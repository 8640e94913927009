//! Replacement synthesis
//!
//! One [`FixProvider`] variant per supported rule. Each variant maps a
//! resolved violation to a [`Replacement`], or declines when the construct
//! cannot be fixed mechanically. Declining is a normal outcome, not an error:
//! the violation stays reported and is left to the user.
//!
//! Synthesizers only read the tree version they are given. They never depend
//! on another violation's fix, which is what allows a whole batch to be
//! synthesized against one shared tree.

mod blank_lines;
mod declarations;
mod expressions;
mod indentation;
mod layout;
mod spacing;
mod statements;

use std::fmt;

use crate::autofix::Replacement;
use crate::diagnostics::Violation;
use crate::document::SourceDocument;
use crate::indent::{DefaultIndentScopes, nesting_depth};
use crate::resolver::Anchor;
use crate::rules::{properties, rule_ids};
use crate::settings::StyleSettings;
use crate::syntax::{SyntaxNode, SyntaxToken};

/// A fix that is legitimately impossible for one violation instance
#[derive(Debug, Clone, PartialEq, Eq)]
pub struct SynthesisDecline {
    pub rule_id: String,
    pub reason: String,
}

impl SynthesisDecline {
    pub fn new(rule_id: impl Into<String>, reason: impl Into<String>) -> Self {
        Self {
            rule_id: rule_id.into(),
            reason: reason.into(),
        }
    }
}

impl fmt::Display for SynthesisDecline {
    fn fmt(&self, f: &mut fmt::Formatter<'_>) -> fmt::Result {
        write!(f, "no fix for '{}': {}", self.rule_id, self.reason)
    }
}

pub type Synthesis = std::result::Result<Replacement, SynthesisDecline>;

/// Everything a synthesizer may look at
#[derive(Debug, Clone, Copy)]
pub struct FixContext<'a> {
    pub document: &'a SourceDocument,
    /// Red root the anchor was resolved against
    pub root: &'a SyntaxNode,
    pub violation: &'a Violation,
    pub anchor: &'a Anchor,
    pub settings: &'a StyleSettings,
}

impl FixContext<'_> {
    pub fn decline(&self, reason: impl Into<String>) -> SynthesisDecline {
        SynthesisDecline::new(self.violation.rule_id.clone(), reason)
    }

    pub fn line_ending(&self) -> &'static str {
        self.document.line_ending().as_str()
    }

    /// Indentation for the line starting with `token`: the rule's hint when
    /// present, otherwise derived from the token's nesting depth
    pub fn expected_indentation(&self, token: &SyntaxToken) -> String {
        match self.violation.property(properties::EXPECTED_INDENTATION) {
            Some(expected) => expected.to_string(),
            None => self
                .settings
                .indentation
                .indentation_string(nesting_depth(token, &DefaultIndentScopes)),
        }
    }
}

/// Closed registry of fix synthesizers, one per rule
#[derive(Debug, Clone, Copy, PartialEq, Eq, Hash)]
pub enum FixProvider {
    Indentation,
    NoEmptyStatement,
    RedundantParentheses,
    BracesOnOwnLine,
    NoBlankLineAfterOpenBrace,
    NoBlankLineBeforeCloseBrace,
    NoMultipleBlankLines,
    BlankLineAfterCloseBrace,
    NoTrailingWhitespace,
    NoMultipleWhitespace,
    SemicolonSpacing,
    ClosingParenthesisOnLastLine,
    ModifierOrder,
    UseBuiltinTypeAlias,
    SplitAttributeLists,
}

impl FixProvider {
    pub const ALL: [FixProvider; 15] = [
        FixProvider::Indentation,
        FixProvider::NoEmptyStatement,
        FixProvider::RedundantParentheses,
        FixProvider::BracesOnOwnLine,
        FixProvider::NoBlankLineAfterOpenBrace,
        FixProvider::NoBlankLineBeforeCloseBrace,
        FixProvider::NoMultipleBlankLines,
        FixProvider::BlankLineAfterCloseBrace,
        FixProvider::NoTrailingWhitespace,
        FixProvider::NoMultipleWhitespace,
        FixProvider::SemicolonSpacing,
        FixProvider::ClosingParenthesisOnLastLine,
        FixProvider::ModifierOrder,
        FixProvider::UseBuiltinTypeAlias,
        FixProvider::SplitAttributeLists,
    ];

    pub fn rule_id(self) -> &'static str {
        match self {
            FixProvider::Indentation => rule_ids::INDENTATION,
            FixProvider::NoEmptyStatement => rule_ids::NO_EMPTY_STATEMENT,
            FixProvider::RedundantParentheses => rule_ids::REDUNDANT_PARENTHESES,
            FixProvider::BracesOnOwnLine => rule_ids::BRACES_ON_OWN_LINE,
            FixProvider::NoBlankLineAfterOpenBrace => rule_ids::NO_BLANK_LINE_AFTER_OPEN_BRACE,
            FixProvider::NoBlankLineBeforeCloseBrace => rule_ids::NO_BLANK_LINE_BEFORE_CLOSE_BRACE,
            FixProvider::NoMultipleBlankLines => rule_ids::NO_MULTIPLE_BLANK_LINES,
            FixProvider::BlankLineAfterCloseBrace => rule_ids::BLANK_LINE_AFTER_CLOSE_BRACE,
            FixProvider::NoTrailingWhitespace => rule_ids::NO_TRAILING_WHITESPACE,
            FixProvider::NoMultipleWhitespace => rule_ids::NO_MULTIPLE_WHITESPACE,
            FixProvider::SemicolonSpacing => rule_ids::SEMICOLON_SPACING,
            FixProvider::ClosingParenthesisOnLastLine => rule_ids::CLOSING_PARENTHESIS_ON_LAST_LINE,
            FixProvider::ModifierOrder => rule_ids::MODIFIER_ORDER,
            FixProvider::UseBuiltinTypeAlias => rule_ids::USE_BUILTIN_TYPE_ALIAS,
            FixProvider::SplitAttributeLists => rule_ids::SPLIT_ATTRIBUTE_LISTS,
        }
    }

    pub fn from_rule_id(rule_id: &str) -> Option<Self> {
        Self::ALL.into_iter().find(|provider| provider.rule_id() == rule_id)
    }

    /// Short description of the code action
    pub fn title(self) -> &'static str {
        match self {
            FixProvider::Indentation => "Fix indentation",
            FixProvider::NoEmptyStatement => "Remove empty statement",
            FixProvider::RedundantParentheses => "Remove redundant parentheses",
            FixProvider::BracesOnOwnLine => "Place brace on its own line",
            FixProvider::NoBlankLineAfterOpenBrace => "Remove blank lines after opening brace",
            FixProvider::NoBlankLineBeforeCloseBrace => "Remove blank lines before closing brace",
            FixProvider::NoMultipleBlankLines => "Remove extra blank lines",
            FixProvider::BlankLineAfterCloseBrace => "Insert blank line after closing brace",
            FixProvider::NoTrailingWhitespace => "Remove trailing whitespace",
            FixProvider::NoMultipleWhitespace => "Collapse whitespace",
            FixProvider::SemicolonSpacing => "Remove space before semicolon",
            FixProvider::ClosingParenthesisOnLastLine => "Move closing parenthesis to the last line",
            FixProvider::ModifierOrder => "Reorder modifiers",
            FixProvider::UseBuiltinTypeAlias => "Use built-in type alias",
            FixProvider::SplitAttributeLists => "Place each attribute in its own list",
        }
    }

    /// Build the replacement for one resolved violation
    pub fn synthesize(self, context: &FixContext<'_>) -> Synthesis {
        match self {
            FixProvider::Indentation => indentation::reindent(context),
            FixProvider::NoEmptyStatement => statements::remove_empty_statement(context),
            FixProvider::RedundantParentheses => expressions::remove_parentheses(context),
            FixProvider::BracesOnOwnLine => layout::brace_on_own_line(context),
            FixProvider::NoBlankLineAfterOpenBrace
            | FixProvider::NoBlankLineBeforeCloseBrace
            | FixProvider::NoMultipleBlankLines => blank_lines::remove_blank_lines(context),
            FixProvider::BlankLineAfterCloseBrace => layout::insert_blank_line(context),
            FixProvider::NoTrailingWhitespace => spacing::trim_line_end(context),
            FixProvider::NoMultipleWhitespace => spacing::collapse_whitespace(context),
            FixProvider::SemicolonSpacing => spacing::remove_space_before_semicolon(context),
            FixProvider::ClosingParenthesisOnLastLine => layout::join_closing_parenthesis(context),
            FixProvider::ModifierOrder => declarations::reorder_modifiers(context),
            FixProvider::UseBuiltinTypeAlias => declarations::use_builtin_alias(context),
            FixProvider::SplitAttributeLists => declarations::split_attribute_list(context),
        }
    }
}

impl fmt::Display for FixProvider {
    fn fmt(&self, f: &mut fmt::Formatter<'_>) -> fmt::Result {
        f.write_str(self.rule_id())
    }
}

#[cfg(test)]
pub(crate) mod test_support {
    use rowan::TextRange;

    use super::*;
    use crate::autofix::{apply_edits, normalize};
    use crate::resolver::resolve;

    /// Synthesize a fix for `rule_id` at `span` and return the fixed text,
    /// or the decline reason
    pub fn fix_text(
        source: &str,
        rule_id: &str,
        span: TextRange,
        properties: &[(&str, &str)],
    ) -> std::result::Result<String, String> {
        let document = SourceDocument::new(source);
        let root = document.syntax();
        let violation = properties.iter().fold(
            Violation::new(rule_id, span),
            |violation, (key, value)| violation.with_property(*key, *value),
        );
        let anchor = resolve(&root, span).map_err(|e| e.to_string())?;
        let settings = StyleSettings::default();
        let context = FixContext {
            document: &document,
            root: &root,
            violation: &violation,
            anchor: &anchor,
            settings: &settings,
        };
        let provider = FixProvider::from_rule_id(rule_id).ok_or("unknown rule")?;
        let replacement = provider.synthesize(&context).map_err(|d| d.reason)?;
        let edits = normalize(rule_id, replacement.into_text_edits()).map_err(|e| e.to_string())?;
        apply_edits(source, &edits).map_err(|e| e.to_string())
    }

    /// Span of the `nth` occurrence of `needle` in `source`
    pub fn span_of(source: &str, needle: &str, nth: usize) -> TextRange {
        let start = source
            .match_indices(needle)
            .nth(nth)
            .map(|(index, _)| index)
            .unwrap();
        TextRange::new((start as u32).into(), ((start + needle.len()) as u32).into())
    }
}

What is required
Among the entries above, which lines include "NoBlankLineAfterOpenBrace"? List them all.

Written solution
    NoBlankLineAfterOpenBrace,
        FixProvider::NoBlankLineAfterOpenBrace,
            FixProvider::NoBlankLineAfterOpenBrace => rule_ids::NO_BLANK_LINE_AFTER_OPEN_BRACE,
            FixProvider::NoBlankLineAfterOpenBrace => "Remove blank lines after opening brace",
            FixProvider::NoBlankLineAfterOpenBrace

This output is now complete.